TNT’s flagship Inside the NBA — with Charles Barkley, Shaquille O’Neal, and Kenny “The Jet” Smith — is absolutely entertaining and well produced. It just hasn’t provided quality, thoughtful NBA analysis for years — it’s the ultimate basketball “get off my lawn” show at this point.
Current NBA players bristle at it.
You can see that in Instagram comments from LeBron James and Kevin Durant on Friday, in the wake of Shaq telling Donovan Mitchell he’s not good enough during a walk-off interview where Mitchell dropped 36 in Utah’s seventh-straight win.
This exchange between Shaq and Spida 👀
— Bleacher Report (@BleacherReport) January 22, 2021
(via @nbaontnt) pic.twitter.com/tiNRhn7ofZ
After that, @CuffsTheLegend posted on Instagram asking why players don’t take constructive criticism from older players well, and LeBron James and Kevin Durant jumped in.

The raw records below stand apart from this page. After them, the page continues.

//! Owning connection object and its background task.

use std::rc::Rc;

use async_trait::async_trait;
use tokio::io::{AsyncRead, AsyncWrite};
use tokio::sync::{Notify, mpsc};
use tokio::task::JoinHandle;

use tablebus_core::{Providers, TaskProvider, TimeProvider};

use super::handle::{ConnectionHandle, ConnectionId, ConnectionState};
use super::io::MessageIo;
use crate::notifier::ConnectionNotifier;
use crate::storage::Storage;
use crate::wire::Message;

/// Reasons a handshake attempt is abandoned.
///
/// All variants discard the connection; the owning loop decides what happens
/// next (the accept loop keeps accepting, the connect loop waits for the
/// next reconnect signal).
#[derive(Debug, Clone, thiserror::Error)]
pub enum HandshakeError {
    /// The peer disconnected mid-handshake.
    #[error("peer disconnected during handshake")]
    Disconnected,

    /// A message of an unexpected kind arrived.
    #[error("unexpected {kind} during handshake")]
    Unexpected {
        /// Kind of the offending message.
        kind: &'static str,
    },

    /// The server replied that the requested protocol revision is
    /// unsupported.
    #[error("server rejected protocol, supports {proto_rev:#06x}")]
    Rejected {
        /// The revision the server named as its ceiling.
        proto_rev: u16,
    },

    /// A client requested a revision newer than this server speaks.
    #[error("client requested unsupported protocol {proto_rev:#06x}")]
    UnsupportedRevision {
        /// The revision the client requested.
        proto_rev: u16,
    },
}

impl HandshakeError {
    pub(crate) fn unexpected(msg: &Message) -> Self {
        HandshakeError::Unexpected { kind: msg.kind() }
    }
}

/// The handshake a connection runs before admitting normal traffic.
///
/// Implemented by the dispatcher, once per role; injected at
/// [`NetworkConnection::start`] so the connection object stays
/// role-agnostic.
#[async_trait(?Send)]
pub trait Handshaker {
    /// Run the handshake to completion on a fresh connection.
    async fn handshake(
        &self,
        conn: &ConnectionHandle,
        io: &mut MessageIo,
    ) -> Result<(), HandshakeError>;
}

/// One peer link: shared handle plus the owning background task.
pub struct NetworkConnection<P: Providers> {
    handle: ConnectionHandle,
    io: Option<MessageIo>,
    task: Option<JoinHandle<()>>,
    shutdown_tx: mpsc::UnboundedSender<()>,
    shutdown_rx: Option<mpsc::UnboundedReceiver<()>>,
    providers: P,
}

impl<P: Providers> NetworkConnection<P> {
    /// Create a connection over a freshly established stream.
    ///
    /// `remote` is the peer's `"address:port"` string as reported by the
    /// acceptor or connector. No task runs until [`start`](Self::start).
    pub fn new<S>(
        id: ConnectionId,
        stream: S,
        remote: &str,
        providers: P,
        notifier: Rc<ConnectionNotifier>,
    ) -> Self
    where
        S: AsyncRead + AsyncWrite + Unpin + 'static,
    {
        let (remote_ip, remote_port) = match remote.rsplit_once(':') {
            Some((ip, port)) => (ip.to_string(), port.parse().unwrap_or(0)),
            None => (remote.to_string(), 0),
        };
        let now = providers.time().now();
        let (shutdown_tx, shutdown_rx) = mpsc::unbounded_channel();
        Self {
            handle: ConnectionHandle::new(id, remote_ip, remote_port, notifier, now),
            io: Some(MessageIo::new(stream)),
            task: None,
            shutdown_tx,
            shutdown_rx: Some(shutdown_rx),
            providers,
        }
    }

    /// The shared handle collaborators use to talk to this connection.
    pub fn handle(&self) -> &ConnectionHandle {
        &self.handle
    }

    /// Start the connection's background activity: handshake first, then the
    /// normal read/write loop. Does nothing when already started.
    pub fn start(&mut self, handshaker: Rc<dyn Handshaker>, storage: Rc<dyn Storage>) {
        let (Some(io), Some(shutdown_rx)) = (self.io.take(), self.shutdown_rx.take()) else {
            return;
        };
        let task = self.providers.task().spawn_task(
            "connection_task",
            connection_task(
                self.handle.clone(),
                io,
                handshaker,
                storage,
                self.handle.data_to_send(),
                shutdown_rx,
            ),
        );
        self.task = Some(task);
    }

    /// Shut the connection down and wait for its task to exit.
    ///
    /// Idempotent; safe to call on a connection that never started.
    pub async fn close(&mut self) {
        let _ = self.shutdown_tx.send(());
        if let Some(task) = self.task.take() {
            let _ = task.await;
        }
        self.handle.set_state(ConnectionState::Dead);
    }
}

/// Background task owning all of a connection's stream I/O.
///
/// Runs the injected handshake, then services the posted-batch queue and the
/// read side until shutdown, peer disconnect, or a stream error. The task
/// exits on connection loss; reconnection is the dispatcher's decision, not
/// this task's.
async fn connection_task(
    handle: ConnectionHandle,
    mut io: MessageIo,
    handshaker: Rc<dyn Handshaker>,
    storage: Rc<dyn Storage>,
    data_to_send: Rc<Notify>,
    mut shutdown_rx: mpsc::UnboundedReceiver<()>,
) {
    handle.set_state(ConnectionState::Handshaking);
    // No soft-cancel: shutdown mid-handshake discards the whole attempt.
    let outcome = tokio::select! {
        _ = shutdown_rx.recv() => None,
        outcome = handshaker.handshake(&handle, &mut io) => Some(outcome),
    };
    match outcome {
        Some(Ok(())) => handle.set_state(ConnectionState::Active),
        Some(Err(e)) => {
            tracing::debug!(id = %handle.id(), error = %e, "handshake failed");
            handle.set_state(ConnectionState::Dead);
            return;
        }
        None => {
            handle.set_state(ConnectionState::Dead);
            return;
        }
    }

    loop {
        tokio::select! {
            _ = shutdown_rx.recv() => break,

            _ = data_to_send.notified() => {
                let mut write_failed = false;
                while let Some(batch) = handle.pop_outgoing() {
                    if let Err(e) = io.send_batch(&batch).await {
                        tracing::debug!(id = %handle.id(), error = %e, "write failed");
                        write_failed = true;
                        break;
                    }
                }
                if write_failed {
                    break;
                }
            }

            msg = io.recv() => {
                match msg {
                    Some(Message::KeepAlive) => {}
                    Some(msg) => process_incoming(&handle, &storage, msg),
                    None => break,
                }
            }
        }
    }

    handle.set_state(ConnectionState::Dead);
}

/// Runtime incoming path: hand a received message to storage, dropping
/// updates whose target entry is unknown or carries a mismatched type.
fn process_incoming(handle: &ConnectionHandle, storage: &Rc<dyn Storage>, msg: Message) {
    if let Message::EntryUpdate { id, ref value, .. } = msg {
        match storage.entry_type(id) {
            Some(expected) if expected == value.entry_type() => {}
            _ => {
                tracing::debug!(id = %handle.id(), entry = id, "dropping update for unknown or mismatched entry");
                return;
            }
        }
    }
    storage.process_incoming(msg, handle);
}
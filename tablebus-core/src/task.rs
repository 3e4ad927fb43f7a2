//! Task spawning abstraction for single-threaded environments.

use async_trait::async_trait;
use std::future::Future;

/// Provider for spawning local tasks in a single-threaded context.
///
/// The dispatcher spawns one long-lived task per control loop (dispatch,
/// accept-or-connect) plus one per connection. All of them are `!Send`
/// futures, so spawning goes through `spawn_local` and callers must be
/// running inside a `tokio::task::LocalSet` (or equivalent).
#[async_trait(?Send)]
pub trait TaskProvider: Clone {
    /// Spawn a named task that runs on the current thread.
    ///
    /// The name is used for diagnostics only.
    fn spawn_task<F>(&self, name: &str, future: F) -> tokio::task::JoinHandle<()>
    where
        F: Future<Output = ()> + 'static;

    /// Yield control to allow other tasks to run.
    async fn yield_now(&self);
}

/// Real task provider using `tokio::task::spawn_local`.
#[derive(Debug, Clone, Copy, Default)]
pub struct TokioTaskProvider;

#[async_trait(?Send)]
impl TaskProvider for TokioTaskProvider {
    fn spawn_task<F>(&self, name: &str, future: F) -> tokio::task::JoinHandle<()>
    where
        F: Future<Output = ()> + 'static,
    {
        tracing::debug!(task = name, "spawning background task");
        tokio::task::spawn_local(future)
    }

    async fn yield_now(&self) {
        tokio::task::yield_now().await;
    }
}
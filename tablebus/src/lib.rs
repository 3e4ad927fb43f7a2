//! # tablebus
//!
//! Connection management and handshake engine for a publish/subscribe
//! key-value synchronization protocol: one central node (server role) keeps
//! any number of peers (client role) consistent over TCP.
//!
//! This crate provides:
//! - **Dispatcher**: role lifecycle, the table of live peer connections,
//!   periodic flush/persistence scheduling, and reconnection
//! - **Handshake protocol**: two-generation version negotiation (0x0200
//!   legacy, 0x0300 current) with identity exchange and initial snapshot
//!   reconciliation
//! - **Connection object**: framed message transport with a single
//!   background task per peer link
//! - **Notifier**: callback and polled listeners for connection events
//!
//! The value store itself is a collaborator behind the [`Storage`] trait;
//! this crate moves values, it does not interpret them.
//!
//! ## Example
//!
//! ```ignore
//! use std::rc::Rc;
//! use tablebus::{ConnectionNotifier, Dispatcher, TokioProviders};
//!
//! let dispatcher = Dispatcher::new(
//!     TokioProviders::new(),
//!     storage, // your Rc<dyn Storage>
//!     Rc::new(ConnectionNotifier::new()),
//! );
//! dispatcher.set_identity("dashboard");
//! dispatcher.start_client();
//! dispatcher.set_server_team(4917, 1735);
//! // ... later
//! dispatcher.stop().await;
//! ```
//!
//! Everything runs on the current thread; run inside a
//! `tokio::task::LocalSet`.

#![deny(missing_docs)]
#![deny(clippy::unwrap_used)]

// =============================================================================
// Modules
// =============================================================================

/// Per-peer connection object and shared handles.
pub mod connection;

/// The dispatcher: roles, loops, and lifecycle.
pub mod dispatcher;

/// Connection event notifications.
pub mod notifier;

/// Collaborator surface consumed from the key-value store.
pub mod storage;

/// Wire message model and frame format.
pub mod wire;

// =============================================================================
// Public API Re-exports
// =============================================================================

// Re-export environment seam types for convenience
pub use tablebus_core::{
    Elapsed, NetworkProvider, Providers, TaskProvider, TcpListenerTrait, TimeProvider,
    TokioNetworkProvider, TokioProviders, TokioTaskProvider, TokioTimeProvider,
};

// Dispatcher exports
pub use dispatcher::{Dispatcher, ModeStatus, NetworkMode, Role, ServerAddress, team_addresses};

// Connection exports
pub use connection::{
    ConnectionHandle, ConnectionId, ConnectionInfo, ConnectionState, HandshakeError,
    NetworkConnection,
};

// Notifier exports
pub use notifier::{ConnectionNotification, ConnectionNotifier};

// Storage collaborator exports
pub use storage::{MessageRouter, Storage};

// Wire exports
pub use wire::{
    EntryType, Message, PROTO_REV_CURRENT, PROTO_REV_LEGACY, Value, WireError, encode_frame,
    try_decode_frame,
};
// SPDX-FileCopyrightText: 2026 Storefront Contributors
// SPDX-License-Identifier: MIT OR Apache-2.0

//! Decoding of WhatsApp Cloud API change notifications.
//!
//! Notifications nest messages as `entry[].changes[].value.messages[]`, with
//! sender display names alongside in `value.contacts[]`. Decoding is lenient
//! at every level: an entry, change, contact, or message that does not match
//! the expected shape is skipped on its own, as is a message without a sender
//! or text body (media, reactions, status callbacks).

use serde::Deserialize;
use serde::de::DeserializeOwned;
use serde_json::Value;
use storefront_core::types::InboundMessage;
use tracing::debug;

#[derive(Debug, Default, Deserialize)]
struct Entry {
    #[serde(default)]
    changes: Vec<Value>,
}

#[derive(Debug, Default, Deserialize)]
struct Change {
    #[serde(default)]
    value: ChangeValue,
}

#[derive(Debug, Default, Deserialize)]
struct ChangeValue {
    #[serde(default)]
    messages: Vec<Value>,
    #[serde(default)]
    contacts: Vec<Value>,
}

#[derive(Debug, Default, Deserialize)]
struct WebhookMessage {
    from: Option<String>,
    text: Option<TextContent>,
}

#[derive(Debug, Default, Deserialize)]
struct TextContent {
    body: Option<String>,
}

#[derive(Debug, Default, Deserialize)]
struct Contact {
    wa_id: Option<String>,
    profile: Option<Profile>,
}

#[derive(Debug, Default, Deserialize)]
struct Profile {
    name: Option<String>,
}

/// Decode one element, logging and dropping it when it has the wrong shape.
fn decode<T: DeserializeOwned>(raw: &Value, what: &str) -> Option<T> {
    match T::deserialize(raw) {
        Ok(item) => Some(item),
        Err(e) => {
            debug!(error = %e, "skipping malformed webhook {what}");
            None
        }
    }
}

fn display_name_for(contacts: &[Contact], sender: &str) -> Option<String> {
    let by_id = contacts.iter().find(|c| c.wa_id.as_deref() == Some(sender));
    let contact = match (by_id, contacts) {
        (Some(c), _) => c,
        (None, [only]) if only.wa_id.is_none() => only,
        _ => return None,
    };
    contact
        .profile
        .as_ref()
        .and_then(|p| p.name.as_deref())
        .map(str::trim)
        .filter(|n| !n.is_empty())
        .map(str::to_string)
}

/// Extract the text messages from a webhook body, in delivery order.
pub fn normalize(payload: &Value) -> Vec<InboundMessage> {
    let Some(entries) = payload.get("entry").and_then(Value::as_array) else {
        debug!("webhook payload has no entry array");
        return Vec::new();
    };

    let mut inbound = Vec::new();
    for entry in entries.iter().filter_map(|raw| decode::<Entry>(raw, "entry")) {
        for change in entry
            .changes
            .iter()
            .filter_map(|raw| decode::<Change>(raw, "change"))
        {
            let value = change.value;
            let contacts: Vec<Contact> = value
                .contacts
                .iter()
                .filter_map(|raw| decode(raw, "contact"))
                .collect();
            for message in value
                .messages
                .iter()
                .filter_map(|raw| decode::<WebhookMessage>(raw, "message"))
            {
                let sender = message.from.as_deref().map(str::trim).unwrap_or_default();
                let text = message
                    .text
                    .as_ref()
                    .and_then(|t| t.body.as_deref())
                    .unwrap_or_default();
                if sender.is_empty() || text.trim().is_empty() {
                    debug!("skipping webhook message without sender or text");
                    continue;
                }
                inbound.push(InboundMessage {
                    sender: sender.to_string(),
                    text: text.to_string(),
                    display_name: display_name_for(&contacts, sender),
                });
            }
        }
    }
    inbound
}
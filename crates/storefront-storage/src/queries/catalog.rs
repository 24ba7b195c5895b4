// SPDX-FileCopyrightText: 2026 Storefront Contributors
// SPDX-License-Identifier: MIT OR Apache-2.0

//! Merchant catalog operations.

use rusqlite::params;
use storefront_core::StorefrontError;
use storefront_core::types::CatalogItem;

use crate::database::{Database, decimal_column, map_tr_err};

/// The catalog in menu order.
pub async fn load_catalog(db: &Database) -> Result<Vec<CatalogItem>, StorefrontError> {
    db.connection()
        .call(|conn| -> Result<Vec<CatalogItem>, rusqlite::Error> {
            let mut stmt = conn.prepare(
                "SELECT name, price, category FROM catalog_items ORDER BY position ASC, id ASC",
            )?;
            let rows = stmt.query_map([], |row| {
                Ok(CatalogItem {
                    name: row.get(0)?,
                    price: decimal_column(row, 1)?,
                    category: row.get(2)?,
                })
            })?;
            let mut items = Vec::new();
            for row in rows {
                items.push(row?);
            }
            Ok(items)
        })
        .await
        .map_err(map_tr_err)
}

/// Replace the whole catalog in one transaction.
pub async fn replace_catalog(db: &Database, items: &[CatalogItem]) -> Result<(), StorefrontError> {
    let items = items.to_vec();
    db.connection()
        .call(move |conn| -> Result<(), rusqlite::Error> {
            let tx = conn.transaction()?;
            tx.execute("DELETE FROM catalog_items", [])?;
            {
                let mut stmt = tx.prepare(
                    "INSERT INTO catalog_items (position, name, price, category)
                     VALUES (?1, ?2, ?3, ?4)",
                )?;
                for (position, item) in items.iter().enumerate() {
                    stmt.execute(params![
                        position as i64,
                        item.name,
                        item.price.to_string(),
                        item.category,
                    ])?;
                }
            }
            tx.commit()
        })
        .await
        .map_err(map_tr_err)
}
// SPDX-FileCopyrightText: 2026 Storefront Contributors
// SPDX-License-Identifier: MIT OR Apache-2.0

//! Graceful shutdown coordination with signal handling.
//!
//! SIGTERM and SIGINT (Ctrl+C) cancel a [`CancellationToken`] shared by the
//! webhook server, the recovery worker, and dispatch retries.

use std::time::Duration;

use tokio::task::JoinHandle;
use tokio_util::sync::CancellationToken;
use tracing::{debug, info, warn};

/// Installs signal handlers for SIGTERM and SIGINT.
///
/// Returns a token that is cancelled when either signal is received. If the
/// SIGTERM handler cannot be registered only Ctrl+C is watched.
pub fn install_signal_handler() -> CancellationToken {
    let token = CancellationToken::new();
    let token_clone = token.clone();

    tokio::spawn(async move {
        wait_for_signal().await;
        token_clone.cancel();
        debug!("shutdown signal handler completed");
    });

    token
}

#[cfg(unix)]
async fn wait_for_signal() {
    use tokio::signal::unix::{SignalKind, signal};

    let mut sigterm = match signal(SignalKind::terminate()) {
        Ok(s) => s,
        Err(e) => {
            warn!(error = %e, "failed to install SIGTERM handler, watching Ctrl+C only");
            let _ = tokio::signal::ctrl_c().await;
            info!("received SIGINT (Ctrl+C), initiating shutdown");
            return;
        }
    };

    tokio::select! {
        _ = tokio::signal::ctrl_c() => {
            info!("received SIGINT (Ctrl+C), initiating shutdown");
        }
        _ = sigterm.recv() => {
            info!("received SIGTERM, initiating shutdown");
        }
    }
}

#[cfg(not(unix))]
async fn wait_for_signal() {
    let _ = tokio::signal::ctrl_c().await;
    info!("received Ctrl+C, initiating shutdown");
}

/// Wait up to `timeout` for a background task to observe cancellation.
///
/// Returns `false` if the task had to be aborted.
pub async fn drain_task(name: &str, handle: JoinHandle<()>, timeout: Duration) -> bool {
    let abort = handle.abort_handle();
    match tokio::time::timeout(timeout, handle).await {
        Ok(Ok(())) => {
            info!(task = name, "task stopped");
            true
        }
        Ok(Err(e)) => {
            warn!(task = name, error = %e, "task ended abnormally");
            true
        }
        Err(_) => {
            warn!(task = name, "task did not stop in time, aborting");
            abort.abort();
            false
        }
    }
}
// SPDX-FileCopyrightText: 2026 Storefront Contributors
// SPDX-License-Identifier: MIT OR Apache-2.0

//! Integration tests for the Storefront configuration system.

use storefront_config::diagnostic::ConfigError;
use storefront_config::model::StorefrontConfig;
use storefront_config::{load_and_validate_str, load_config_from_str};

/// Valid TOML with all known sections deserializes successfully.
#[test]
fn valid_toml_deserializes_into_config() {
    let toml = r#"
[agent]
name = "corner-cafe"
log_level = "debug"

[storage]
database_path = "/tmp/cafe.db"
wal_mode = false

[whatsapp]
access_token = "EAAG-test"
phone_number_id = "1234567890"
request_timeout_secs = 5

[dispatch]
max_attempts = 5
retry_delay_ms = 250

[recovery]
enabled = false
tick_interval_secs = 30
abandoned_threshold_minutes = 45
template_name = "cart_nudge"
template_language = "en_GB"

[storefront]
currency_symbol = "$"

[webhook]
bind_address = "0.0.0.0"
port = 8080
"#;

    let config = load_config_from_str(toml).expect("valid TOML should deserialize");
    assert_eq!(config.agent.name, "corner-cafe");
    assert_eq!(config.agent.log_level, "debug");
    assert_eq!(config.storage.database_path, "/tmp/cafe.db");
    assert!(!config.storage.wal_mode);
    assert_eq!(config.whatsapp.access_token.as_deref(), Some("EAAG-test"));
    assert_eq!(config.whatsapp.phone_number_id.as_deref(), Some("1234567890"));
    assert_eq!(config.whatsapp.request_timeout_secs, 5);
    assert_eq!(config.dispatch.max_attempts, 5);
    assert_eq!(config.dispatch.retry_delay_ms, 250);
    assert!(!config.recovery.enabled);
    assert_eq!(config.recovery.tick_interval_secs, 30);
    assert_eq!(config.recovery.abandoned_threshold_minutes, 45);
    assert_eq!(config.recovery.template_name, "cart_nudge");
    assert_eq!(config.recovery.template_language, "en_GB");
    assert_eq!(config.storefront.currency_symbol, "$");
    assert_eq!(config.webhook.bind_address, "0.0.0.0");
    assert_eq!(config.webhook.port, 8080);
}

/// An empty file yields the documented defaults.
#[test]
fn missing_sections_use_defaults() {
    let config = load_config_from_str("").expect("empty TOML should use defaults");

    assert_eq!(config.agent.name, "storefront");
    assert_eq!(config.agent.log_level, "info");
    assert_eq!(config.storage.database_path, "storefront.db");
    assert!(config.storage.wal_mode);
    assert!(config.whatsapp.access_token.is_none());
    assert_eq!(config.whatsapp.api_base_url, "https://graph.facebook.com/v17.0");
    assert_eq!(config.dispatch.max_attempts, 3);
    assert_eq!(config.dispatch.retry_delay_ms, 1000);
    assert!(config.recovery.enabled);
    assert_eq!(config.recovery.tick_interval_secs, 60);
    assert_eq!(config.recovery.abandoned_threshold_minutes, 15);
    assert_eq!(config.recovery.template_name, "abandoned_cart");
    assert_eq!(config.recovery.template_language, "en_US");
    assert_eq!(config.recovery.simulated_backdate_minutes, 20);
    assert_eq!(config.storefront.currency_symbol, "₹");
    assert_eq!(config.webhook.port, 4000);
}

/// Dotted overrides (what the env provider produces) land on the right key.
#[test]
fn dotted_override_sets_nested_key() {
    use figment::{
        Figment,
        providers::{Format, Serialized, Toml},
    };

    let config: StorefrontConfig = Figment::new()
        .merge(Serialized::defaults(StorefrontConfig::default()))
        .merge(Toml::string("[whatsapp]\naccess_token = \"from-file\"\n"))
        .merge(("whatsapp.access_token", "from-env"))
        .merge(("recovery.abandoned_threshold_minutes", 5))
        .extract()
        .expect("should merge overrides");

    assert_eq!(config.whatsapp.access_token.as_deref(), Some("from-env"));
    assert_eq!(config.recovery.abandoned_threshold_minutes, 5);
}

/// Missing config files are silently skipped.
#[test]
fn missing_config_files_silently_skipped() {
    use figment::{
        Figment,
        providers::{Format, Serialized, Toml},
    };

    let config: StorefrontConfig = Figment::new()
        .merge(Serialized::defaults(StorefrontConfig::default()))
        .merge(Toml::file("/nonexistent/path/storefront.toml"))
        .extract()
        .expect("missing file should be silently skipped");

    assert_eq!(config.agent.name, "storefront");
}

/// Unknown key in a section is reported with a suggestion and the valid keys.
#[test]
fn unknown_key_gets_suggestion() {
    let toml = r#"
[dispatch]
max_atempts = 4
"#;

    let errors = load_and_validate_str(toml).expect_err("should produce errors");
    let found = errors.iter().any(|e| {
        matches!(e, ConfigError::UnknownKey { key, suggestion, valid_keys, .. } if {
            key == "max_atempts"
                && suggestion.as_deref() == Some("max_attempts")
                && valid_keys.contains("retry_delay_ms")
        })
    });
    assert!(found, "expected UnknownKey for max_atempts, got: {errors:?}");
}

/// Unknown top-level section is rejected.
#[test]
fn unknown_top_level_section_rejected() {
    let err = load_config_from_str("[telegram]\nbot_token = \"x\"\n")
        .expect_err("unknown section should be rejected");
    let err_str = err.to_string();
    assert!(
        err_str.contains("unknown field") || err_str.contains("telegram"),
        "error should mention the unknown field, got: {err_str}"
    );
}

/// A string where a number is expected is an InvalidType diagnostic.
#[test]
fn invalid_type_is_reported() {
    let toml = r#"
[recovery]
tick_interval_secs = "often"
"#;

    let errors = load_and_validate_str(toml).expect_err("should reject invalid type");
    assert!(
        errors
            .iter()
            .any(|e| matches!(e, ConfigError::InvalidType { key, .. } if key.contains("tick_interval_secs"))),
        "got: {errors:?}"
    );
}

/// Semantic validation runs after a successful parse.
#[test]
fn validation_runs_after_parse() {
    let toml = r#"
[dispatch]
max_attempts = 0
"#;

    let errors = load_and_validate_str(toml).expect_err("zero attempts should fail");
    assert!(errors.iter().any(|e| {
        matches!(e, ConfigError::Validation { message } if message.contains("max_attempts"))
    }));
}

/// ConfigError renders through miette with its help text.
#[test]
fn config_error_renders_with_miette() {
    use miette::{Diagnostic, GraphicalReportHandler};

    let error = ConfigError::UnknownKey {
        key: "templat_name".to_string(),
        suggestion: Some("template_name".to_string()),
        valid_keys: "template_name, template_language".to_string(),
        span: None,
        src: None,
    };

    assert!(error.code().is_some());
    let help = error.help().expect("should have help").to_string();
    assert!(help.contains("did you mean `template_name`"), "got: {help}");

    let mut buf = String::new();
    GraphicalReportHandler::new()
        .render_report(&mut buf, &error)
        .expect("should render");
    assert!(buf.contains("templat_name"));
}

Bron and KD spoke some real truth on @CuffsTheLegend IG post from earlier pic.twitter.com/DSrug4QdZX
— Rod Bridgers (@rod_bridgers) January 22, 2021
Durant: “Them old heads need to go enjoy retirement. These boys have coaches they work with everyday lol.”
LeBron: “There’s a difference between constructive criticism and soft hating though. I’ve seen it both ways come my way, mostly the hate. You can hear it in their delivery.”
LeBron is spot on here. What Shaq did was not constructive criticism, it was calling a guy out. It was hating on the modern player. Mitchell handled it perfectly.
Today’s players are generally good at receiving constructive criticism, and they will listen to former players turned coaches or mentors — NBA players (and WNBA players) went and worked out with Kobe Bryant for a reason. They got instruction on technique and mentality, and it was not Kobe trying to look better ripping a guy on television to prop himself up. It was genuine. Hakeem Olajuwon has been that guy for bigs wanting to improve footwork. There is a long list of other former players in the same role, they are not out there to pump up themselves or ratings.
Inside the NBA has become about much more than basketball, but when it turns to the league it’s too often aging superstar players looking for opportunities to knock today’s players down a peg, say how today’s game isn’t as good as it used to be, and tout their own accolades (and rings) from back in the day. Shaq, Kenny, and Charles are all-time greats, but they played in a different era — before teams could play zone defenses (which changed post play), before teams focused on the value of the three, before analytics took hold, before the pace picked up again — and they have not evolved with the times.
That may resonate with some older fans (ones still with cable packages to watch TNT), but younger players and viewers are moving on.